- Opening Delimiter -

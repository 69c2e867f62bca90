use actix_web::{web, HttpResponse};
use std::path::Path;

use crate::error::{json_response, ApiError};
use crate::models::responses::{
    ArenaInfo, ArenasResponse, ConfigInfo, ConfigResponse, CornerInfo, CornersResponse,
    LocationInfo, LocationsResponse, StateResponse, TeamInfo, TeamsResponse,
};
use crate::models::root_index;
use crate::routes::AppState;

/// Configure the competition resource routes
pub fn configure(cfg: &mut web::ServiceConfig) {
    cfg.route("/", web::get().to(index))
        .route("/state", web::get().to(state_revision))
        .route("/config", web::get().to(config))
        .route("/arenas", web::get().to(arenas))
        .route("/arenas/{name}", web::get().to(arena))
        .route("/corners", web::get().to(corners))
        .route("/corners/{number}", web::get().to(corner))
        .route("/locations", web::get().to(locations))
        .route("/locations/{name}", web::get().to(location))
        .route("/teams", web::get().to(teams))
        .route("/teams/{tla}", web::get().to(team))
        .route("/teams/{tla}/image", web::get().to(team_image));
}

async fn index() -> Result<HttpResponse, ApiError> {
    json_response(&root_index())
}

async fn state_revision(state: web::Data<AppState>) -> Result<HttpResponse, ApiError> {
    let compstate = state.compstate.get().await;
    json_response(&StateResponse {
        state: &compstate.state,
    })
}

async fn config(state: web::Data<AppState>) -> Result<HttpResponse, ApiError> {
    let compstate = state.compstate.get().await;
    json_response(&ConfigResponse {
        config: ConfigInfo {
            match_slots: compstate.match_slots,
        },
    })
}

async fn arenas(state: web::Data<AppState>) -> Result<HttpResponse, ApiError> {
    let compstate = state.compstate.get().await;
    json_response(&ArenasResponse::from_state(&compstate))
}

async fn arena(
    state: web::Data<AppState>,
    name: web::Path<String>,
) -> Result<HttpResponse, ApiError> {
    let compstate = state.compstate.get().await;
    let arena = compstate
        .arena(&name)
        .ok_or_else(|| ApiError::not_found(format!("Arena '{}'", name)))?;
    json_response(&ArenaInfo::from(arena))
}

async fn corners(state: web::Data<AppState>) -> Result<HttpResponse, ApiError> {
    let compstate = state.compstate.get().await;
    json_response(&CornersResponse::from_state(&compstate))
}

async fn corner(
    state: web::Data<AppState>,
    number: web::Path<String>,
) -> Result<HttpResponse, ApiError> {
    let compstate = state.compstate.get().await;
    let corner = number
        .parse::<u8>()
        .ok()
        .and_then(|n| compstate.corner(n))
        .ok_or_else(|| ApiError::not_found(format!("Corner '{}'", number)))?;
    json_response(&CornerInfo::from(corner))
}

async fn locations(state: web::Data<AppState>) -> Result<HttpResponse, ApiError> {
    let compstate = state.compstate.get().await;
    json_response(&LocationsResponse::from_state(&compstate))
}

async fn location(
    state: web::Data<AppState>,
    name: web::Path<String>,
) -> Result<HttpResponse, ApiError> {
    let compstate = state.compstate.get().await;
    let location = compstate
        .location(&name)
        .ok_or_else(|| ApiError::not_found(format!("Location '{}'", name)))?;
    json_response(&LocationInfo::from(location))
}

async fn teams(state: web::Data<AppState>) -> Result<HttpResponse, ApiError> {
    let compstate = state.compstate.get().await;
    json_response(&TeamsResponse::from_state(&compstate))
}

async fn team(
    state: web::Data<AppState>,
    tla: web::Path<String>,
) -> Result<HttpResponse, ApiError> {
    let compstate = state.compstate.get().await;
    let team = compstate
        .team(&tla)
        .ok_or_else(|| ApiError::not_found(format!("Team '{}'", tla)))?;
    json_response(&TeamInfo::from(team))
}

fn image_content_type(path: &Path) -> &'static str {
    let extension = path
        .extension()
        .and_then(|e| e.to_str())
        .map(str::to_ascii_lowercase);

    match extension.as_deref() {
        Some("png") => "image/png",
        Some("jpg") | Some("jpeg") => "image/jpeg",
        Some("gif") => "image/gif",
        Some("svg") => "image/svg+xml",
        Some("webp") => "image/webp",
        _ => "application/octet-stream",
    }
}

/// Raw team image, read from the compstate directory
async fn team_image(
    state: web::Data<AppState>,
    tla: web::Path<String>,
) -> Result<HttpResponse, ApiError> {
    let compstate = state.compstate.get().await;
    let image = compstate
        .team(&tla)
        .and_then(|t| t.image.as_deref())
        .ok_or_else(|| ApiError::not_found(format!("Image for team '{}'", tla)))?;

    let path = state.compstate.root().join(image);
    let bytes = tokio::fs::read(&path).await.map_err(|e| {
        tracing::warn!("Failed to read image {}: {}", path.display(), e);
        ApiError::not_found(format!("Image for team '{}'", tla))
    })?;

    Ok(HttpResponse::Ok()
        .content_type(image_content_type(&path))
        .body(bytes))
}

- Closing Delimiter -

_WHAT YOU NEED TO DO_
Your reply should consist of the records, duplicated exactly.

_ANSWER SPACE_
repository 69c2e867f62bca90
use actix_web::{web, HttpResponse};
use std::path::Path;

use crate::error::{json_response, ApiError};
use crate::models::responses::{
    ArenaInfo, ArenasResponse, ConfigInfo, ConfigResponse, CornerInfo, CornersResponse,
    LocationInfo, LocationsResponse, StateResponse, TeamInfo, TeamsResponse,
};
use crate::models::root_index;
use crate::routes::AppState;

/// Configure the competition resource routes
pub fn configure(cfg: &mut web::ServiceConfig) {
    cfg.route("/", web::get().to(index))
        .route("/state", web::get().to(state_revision))
        .route("/config", web::get().to(config))
        .route("/arenas", web::get().to(arenas))
        .route("/arenas/{name}", web::get().to(arena))
        .route("/corners", web::get().to(corners))
        .route("/corners/{number}", web::get().to(corner))
        .route("/locations", web::get().to(locations))
        .route("/locations/{name}", web::get().to(location))
        .route("/teams", web::get().to(teams))
        .route("/teams/{tla}", web::get().to(team))
        .route("/teams/{tla}/image", web::get().to(team_image));
}

async fn index() -> Result<HttpResponse, ApiError> {
    json_response(&root_index())
}

async fn state_revision(state: web::Data<AppState>) -> Result<HttpResponse, ApiError> {
    let compstate = state.compstate.get().await;
    json_response(&StateResponse {
        state: &compstate.state,
    })
}

async fn config(state: web::Data<AppState>) -> Result<HttpResponse, ApiError> {
    let compstate = state.compstate.get().await;
    json_response(&ConfigResponse {
        config: ConfigInfo {
            match_slots: compstate.match_slots,
        },
    })
}

async fn arenas(state: web::Data<AppState>) -> Result<HttpResponse, ApiError> {
    let compstate = state.compstate.get().await;
    json_response(&ArenasResponse::from_state(&compstate))
}

async fn arena(
    state: web::Data<AppState>,
    name: web::Path<String>,
) -> Result<HttpResponse, ApiError> {
    let compstate = state.compstate.get().await;
    let arena = compstate
        .arena(&name)
        .ok_or_else(|| ApiError::not_found(format!("Arena '{}'", name)))?;
    json_response(&ArenaInfo::from(arena))
}

async fn corners(state: web::Data<AppState>) -> Result<HttpResponse, ApiError> {
    let compstate = state.compstate.get().await;
    json_response(&CornersResponse::from_state(&compstate))
}

async fn corner(
    state: web::Data<AppState>,
    number: web::Path<String>,
) -> Result<HttpResponse, ApiError> {
    let compstate = state.compstate.get().await;
    let corner = number
        .parse::<u8>()
        .ok()
        .and_then(|n| compstate.corner(n))
        .ok_or_else(|| ApiError::not_found(format!("Corner '{}'", number)))?;
    json_response(&CornerInfo::from(corner))
}

async fn locations(state: web::Data<AppState>) -> Result<HttpResponse, ApiError> {
    let compstate = state.compstate.get().await;
    json_response(&LocationsResponse::from_state(&compstate))
}

async fn location(
    state: web::Data<AppState>,
    name: web::Path<String>,
) -> Result<HttpResponse, ApiError> {
    let compstate = state.compstate.get().await;
    let location = compstate
        .location(&name)
        .ok_or_else(|| ApiError::not_found(format!("Location '{}'", name)))?;
    json_response(&LocationInfo::from(location))
}

async fn teams(state: web::Data<AppState>) -> Result<HttpResponse, ApiError> {
    let compstate = state.compstate.get().await;
    json_response(&TeamsResponse::from_state(&compstate))
}

async fn team(
    state: web::Data<AppState>,
    tla: web::Path<String>,
) -> Result<HttpResponse, ApiError> {
    let compstate = state.compstate.get().await;
    let team = compstate
        .team(&tla)
        .ok_or_else(|| ApiError::not_found(format!("Team '{}'", tla)))?;
    json_response(&TeamInfo::from(team))
}

fn image_content_type(path: &Path) -> &'static str {
    let extension = path
        .extension()
        .and_then(|e| e.to_str())
        .map(str::to_ascii_lowercase);

    match extension.as_deref() {
        Some("png") => "image/png",
        Some("jpg") | Some("jpeg") => "image/jpeg",
        Some("gif") => "image/gif",
        Some("svg") => "image/svg+xml",
        Some("webp") => "image/webp",
        _ => "application/octet-stream",
    }
}

/// Raw team image, read from the compstate directory
async fn team_image(
    state: web::Data<AppState>,
    tla: web::Path<String>,
) -> Result<HttpResponse, ApiError> {
    let compstate = state.compstate.get().await;
    let image = compstate
        .team(&tla)
        .and_then(|t| t.image.as_deref())
        .ok_or_else(|| ApiError::not_found(format!("Image for team '{}'", tla)))?;

    let path = state.compstate.root().join(image);
    let bytes = tokio::fs::read(&path).await.map_err(|e| {
        tracing::warn!("Failed to read image {}: {}", path.display(), e);
        ApiError::not_found(format!("Image for team '{}'", tla))
    })?;

    Ok(HttpResponse::Ok()
        .content_type(image_content_type(&path))
        .body(bytes))
}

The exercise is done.